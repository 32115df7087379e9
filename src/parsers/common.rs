/// Discourse rejects topic titles longer than this.
pub const MAX_TITLE_LEN: usize = 255;

/// Derive a Discourse topic `(title, body)` from a chat message text.
///
/// The title is the first non-empty line of `text`, falling back to the
/// first line (or the whole text) when every line is blank. A title longer
/// than [`MAX_TITLE_LEN`] characters is cut to 252 and suffixed with `...`.
/// The body is the (possibly trimmed) title, a blank line, and the full
/// original text — truncation never drops message content.
pub fn make_title_and_body(text: &str) -> (String, String) {
    if text.is_empty() {
        return (String::new(), String::new());
    }

    let first_line = text
        .lines()
        .find(|line| !line.trim().is_empty())
        .or_else(|| text.lines().next())
        .unwrap_or(text);

    let title = if first_line.chars().count() <= MAX_TITLE_LEN {
        first_line.to_string()
    } else {
        let mut trimmed: String = first_line.chars().take(MAX_TITLE_LEN - 3).collect();
        trimmed.push_str("...");
        trimmed
    };

    let body = format!("{title}\n\n{text}");
    (title, body)
}

/// Parent space of a thread resource name:
/// `spaces/AAA/threads/TTT` → `spaces/AAA`.
pub fn space_of_thread(thread_name: &str) -> String {
    thread_name
        .split('/')
        .take(2)
        .collect::<Vec<_>>()
        .join("/")
}

/// Last path segment of a resource name (`users/123456` → `123456`).
pub fn resource_suffix(name: &str) -> &str {
    name.rsplit('/').next().unwrap_or(name)
}

#[cfg(test)]
mod tests {
    use super::{make_title_and_body, resource_suffix, space_of_thread};

    #[test]
    fn title_from_first_non_empty_line() {
        let text = "\n\nTitle line\nThis is the body\nMore body";
        let (title, body) = make_title_and_body(text);
        assert_eq!(title, "Title line");
        assert!(body.starts_with("Title line\n\n"));
        assert!(body.contains("This is the body"));
    }

    #[test]
    fn title_truncation_long_first_line() {
        let long_line = "A".repeat(300);
        let text = format!("{long_line}\nrest of message");
        let (title, body) = make_title_and_body(&text);
        assert_eq!(title.chars().count(), 255);
        assert!(title.ends_with("..."));
        assert!(body.starts_with(&format!("{title}\n\n")));
        assert!(body.contains("rest of message"));
    }

    #[test]
    fn empty_text_returns_empty_title_and_body() {
        let (title, body) = make_title_and_body("");
        assert_eq!(title, "");
        assert_eq!(body, "");
    }

    #[test]
    fn whitespace_only_lines() {
        let text = "\n   \n\t\n";
        let (title, body) = make_title_and_body(text);
        assert_eq!(title, "");
        assert_eq!(body, format!("\n\n{text}"));
    }

    #[test]
    fn single_line_without_newline() {
        let (title, body) = make_title_and_body("hello world");
        assert_eq!(title, "hello world");
        assert_eq!(body, "hello world\n\nhello world");
    }

    #[test]
    fn space_of_thread_takes_first_two_segments() {
        assert_eq!(
            space_of_thread("spaces/AAA/threads/TTT"),
            "spaces/AAA"
        );
        assert_eq!(space_of_thread("spaces/AAA"), "spaces/AAA");
    }

    #[test]
    fn resource_suffix_takes_last_segment() {
        assert_eq!(resource_suffix("users/123456789"), "123456789");
        assert_eq!(resource_suffix("plain"), "plain");
    }
}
============
#### Exercise:
Search the records above for "topic" and copy every line that has it.

#### Answer space:
/// Discourse rejects topic titles longer than this.
/// Derive a Discourse topic `(title, body)` from a chat message text.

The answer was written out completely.